Моление всё ещё молодого хабиру о лёгкой смерти

Над головой моей мороз небес подобен крышке гроба.
Сродни тискам, меня воды и неба тверди обнимают.
В дыму башки рекой облупленной искрится мыслей прорва.
Я разрываю ткань пугливых сновидений, будто Ма́гид.
 
Твердит из зеркала Надюха, что над нею жёстко шутят, –
и сны в моей души клозет уютный вкрадчиво вползают.
Они царапают сознание, и всё же в них не будет
ни свежих тёплых п**дюлей, ни свитка, что лучами за́лит.
 
Мы только граждане с тобою, оглушительная Надька.
Желает век, чтоб пеленали, оплетали пряди молний
дотошно нас. Мои сухие губы лепят в непонятках
слова теней, но не могу тебя я всё ещё промолвить.
 
Мои земные губы собирают из деталек-звуков
слова, которые пространство, как котёнка-кроху, гладят,
а боль в потешной голове – существования порука.
В уютный ватничек любви твоей хочу зарыться, Надя!
 
Я как Генбек Хамзи, что шкерится в турбине самолёта,
как Чебурашка, в апельсинах окопавшийся коварно,
Хоттабыч, что в бутылку вкачан Шломо бен Давидом плотно.

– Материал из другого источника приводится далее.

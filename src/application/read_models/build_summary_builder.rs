//! Builder for constructing BuildSummary from a build

use super::build_summary::{BuildLine, BuildSummary};
use super::component_view::ComponentView;
use crate::catalog::domain::Category;
use crate::catalog::policies::CompatibilityAdvisor;
use crate::catalog::services::BuildAccumulator;
use chrono::{DateTime, Utc};
use uuid::Uuid;

pub struct BuildSummaryBuilder;

impl BuildSummaryBuilder {
    pub fn build(
        build: &BuildAccumulator,
        build_id: Uuid,
        updated_at: DateTime<Utc>,
    ) -> BuildSummary {
        let lines: Vec<BuildLine> = Category::ALL
            .into_iter()
            .map(|category| BuildLine {
                category,
                label: category.display_name().to_string(),
                component: build.get(category).map(ComponentView::from_record),
            })
            .collect();

        let prices: Vec<Option<f64>> = lines
            .iter()
            .filter_map(|line| line.component.as_ref())
            .map(|c| c.price)
            .collect();
        // An empty f64 sum is -0.0
        let total_price = prices.iter().flatten().fold(0.0, |acc, p| acc + p);
        let unpriced_parts = prices.iter().filter(|p| p.is_none()).count();

        BuildSummary {
            build_id,
            updated_at,
            lines,
            total_price,
            unpriced_parts,
            missing_categories: build.missing_categories(),
            notes: CompatibilityAdvisor::review(build),
        }
    }
}

#[cfg(test)]
mod tests {
    use super::*;
    use crate::catalog::domain::{ComponentAttributes, ComponentId, ComponentRecord, Price};
    use serde_json::json;

    fn part(category: Category, id: &str, price: Option<f64>, attrs: serde_json::Value) -> ComponentRecord {
        ComponentRecord::new(
            ComponentId::new(id.to_string()).unwrap(),
            id.to_uppercase(),
            "Brand".to_string(),
            price.map(|p| Price::new(p).unwrap()),
            ComponentAttributes::from_json(category, attrs).unwrap(),
        )
    }

    #[test]
    fn test_empty_build_summary() {
        let summary = BuildSummaryBuilder::build(&BuildAccumulator::new(), Uuid::new_v4(), Utc::now());
        assert_eq!(summary.lines.len(), Category::ALL.len());
        assert_eq!(summary.selected_count(), 0);
        assert_eq!(summary.total_price, 0.0);
        assert!(summary.total_price.is_sign_positive());
        assert_eq!(summary.missing_categories, Category::ALL.to_vec());
        assert!(!summary.is_complete());
    }

    #[test]
    fn test_totals_skip_unpriced_parts() {
        let mut build = BuildAccumulator::new();
        build.set(Category::Cpu, part(Category::Cpu, "cpu-1", Some(199.99), json!({})));
        build.set(Category::Gpu, part(Category::Gpu, "gpu-1", Some(549.0), json!({})));
        build.set(Category::Case, part(Category::Case, "case-1", None, json!({})));

        let summary = BuildSummaryBuilder::build(&build, Uuid::new_v4(), Utc::now());
        assert!((summary.total_price - 748.99).abs() < 1e-9);
        assert_eq!(summary.unpriced_parts, 1);
        assert_eq!(summary.selected_count(), 3);
        assert!(!summary.missing_categories.contains(&Category::Gpu));
        assert_eq!(summary.lines[0].category, Category::Cpu);
        assert_eq!(summary.lines[0].component.as_ref().unwrap().id, "cpu-1");
    }

    #[test]
    fn test_all_unpriced_total_is_positive_zero() {
        let mut build = BuildAccumulator::new();
        build.set(Category::Case, part(Category::Case, "case-1", None, json!({})));

        let summary = BuildSummaryBuilder::build(&build, Uuid::new_v4(), Utc::now());
        assert!(summary.total_price.is_sign_positive());
        assert_eq!(format!("{:.2}", summary.total_price), "0.00");
        assert_eq!(summary.unpriced_parts, 1);
    }

    #[test]
    fn test_summary_carries_compatibility_notes() {
        let mut build = BuildAccumulator::new();
        build.set(Category::Cpu, part(Category::Cpu, "cpu-1", None, json!({"socket": "AM5"})));
        build.set(
            Category::Motherboard,
            part(Category::Motherboard, "mb-1", None, json!({"socket": "LGA1700"})),
        );

        let summary = BuildSummaryBuilder::build(&build, Uuid::new_v4(), Utc::now());
        assert!(summary.has_notes());
        assert_eq!(summary.notes[0].first, Category::Cpu);
    }
}
/// Console adapters for user-facing feedback on stderr
mod build_event_reporter;
mod progress_reporter;

pub use build_event_reporter::BuildEventReporter;
pub use progress_reporter::StderrProgressReporter;
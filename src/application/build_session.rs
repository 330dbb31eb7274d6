use crate::catalog::domain::{BuildEvent, BuildSnapshot, Category, ComponentRecord};
use crate::catalog::services::BuildAccumulator;
use crate::ports::outbound::BuildObserver;
use chrono::{DateTime, Utc};
use std::cell::RefCell;
use std::fmt;
use std::rc::Rc;
use uuid::Uuid;

struct SessionState {
    build_id: Uuid,
    created_at: DateTime<Utc>,
    updated_at: DateTime<Utc>,
    accumulator: BuildAccumulator,
}

/// BuildSession - the shared handle to the current build
///
/// Cloning is cheap and every clone sees the same build, so one session can be
/// handed to every consumer. Subscribed observers are notified after the state
/// borrow is released, which lets an observer read the session from inside its
/// callback. Single-threaded by construction (`Rc`).
#[derive(Clone)]
pub struct BuildSession {
    state: Rc<RefCell<SessionState>>,
    observers: Rc<RefCell<Vec<Rc<dyn BuildObserver>>>>,
}

impl BuildSession {
    /// Starts an empty build with a fresh id
    pub fn new() -> Self {
        Self::from_snapshot(BuildSnapshot::new_empty())
    }

    pub fn from_snapshot(snapshot: BuildSnapshot) -> Self {
        Self {
            state: Rc::new(RefCell::new(SessionState {
                build_id: snapshot.build_id,
                created_at: snapshot.created_at,
                updated_at: snapshot.updated_at,
                accumulator: BuildAccumulator::from_selections(snapshot.selections),
            })),
            observers: Rc::new(RefCell::new(Vec::new())),
        }
    }

    /// Replaces the whole build in place; every clone sees the restored build.
    /// Observers are not notified.
    pub fn restore(&self, snapshot: BuildSnapshot) {
        let mut state = self.state.borrow_mut();
        state.build_id = snapshot.build_id;
        state.created_at = snapshot.created_at;
        state.updated_at = snapshot.updated_at;
        state.accumulator = BuildAccumulator::from_selections(snapshot.selections);
    }

    pub fn subscribe(&self, observer: Rc<dyn BuildObserver>) {
        self.observers.borrow_mut().push(observer);
    }

    pub fn set(&self, category: Category, component: ComponentRecord) -> BuildEvent {
        let event = self.state.borrow_mut().accumulator.set(category, component);
        self.publish(&event);
        event
    }

    pub fn clear(&self, category: Category) -> Option<BuildEvent> {
        let event = self.state.borrow_mut().accumulator.clear(category);
        if let Some(ref event) = event {
            self.publish(event);
        }
        event
    }

    pub fn clear_all(&self) -> Option<BuildEvent> {
        let event = self.state.borrow_mut().accumulator.clear_all();
        if let Some(ref event) = event {
            self.publish(event);
        }
        event
    }

    pub fn get(&self, category: Category) -> Option<ComponentRecord> {
        self.state.borrow().accumulator.get(category).cloned()
    }

    /// Runs `f` against the current build
    pub fn with_build<R>(&self, f: impl FnOnce(&BuildAccumulator) -> R) -> R {
        f(&self.state.borrow().accumulator)
    }

    pub fn build_id(&self) -> Uuid {
        self.state.borrow().build_id
    }

    pub fn updated_at(&self) -> DateTime<Utc> {
        self.state.borrow().updated_at
    }

    pub fn snapshot(&self) -> BuildSnapshot {
        let state = self.state.borrow();
        BuildSnapshot {
            build_id: state.build_id,
            created_at: state.created_at,
            updated_at: state.updated_at,
            selections: state.accumulator.to_selections(),
        }
    }

    /// Stamps the change and notifies observers. The state borrow taken by
    /// the mutation must already be released.
    fn publish(&self, event: &BuildEvent) {
        self.state.borrow_mut().updated_at = Utc::now();
        tracing::debug!(build_id = %self.build_id(), %event, "build changed");

        let observers: Vec<_> = self.observers.borrow().iter().cloned().collect();
        for observer in observers {
            observer.on_build_event(event);
        }
    }
}

impl Default for BuildSession {
    fn default() -> Self {
        Self::new()
    }
}

impl fmt::Debug for BuildSession {
    fn fmt(&self, f: &mut fmt::Formatter<'_>) -> fmt::Result {
        let state = self.state.borrow();
        f.debug_struct("BuildSession")
            .field("build_id", &state.build_id)
            .field("parts", &state.accumulator.len())
            .field("observers", &self.observers.borrow().len())
            .finish()
    }
}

Я перемалываю тонкие года нелучезарно.
 
Я продаю хромую молодость, как рухлядишку – Уотто,
а немота души и воздух мне за выручку канают.
Я гоблин, чей сосед по книге или фильму – Гарри Поттер,
но мне родной земли седые пряди сочиняют наледь.
 
Лежит Россия там, где чёрные врата, в дыму и гари,
и понял я, что каждый атом моего смешного тела
под звон циничной пустоты искусно осквернён богами.
Ключицы памяти безжизненно белы, подобно мелу.
 
Я здесь чужак, болтун, а значит, нарушать порядок снежный
негоже мне, пусть даже отдаётся общество гангрене.
Зимой у вечности корявой лихо замерзают клешни,
и, как ни едки холода, вот-вот заплесневеет время.
 
Однажды ночью снег укроет расколбашенные крыши,
и будет в городе светло от снега и от прочной, твёрдой
луны, в лучах которой призрачно, подспудно, бледно дышат
нестройно выпитые ею подзаборные аккорды.
 
Тогда, постигнув снега азбуку, бесшумно растворяясь
в кристально-строгой геометрии зимы, что души вертит,
ещё не старый, но усталый шасу залпом выпьет радость
ни с пробуждением, ни с муками не сопряжённой смерти.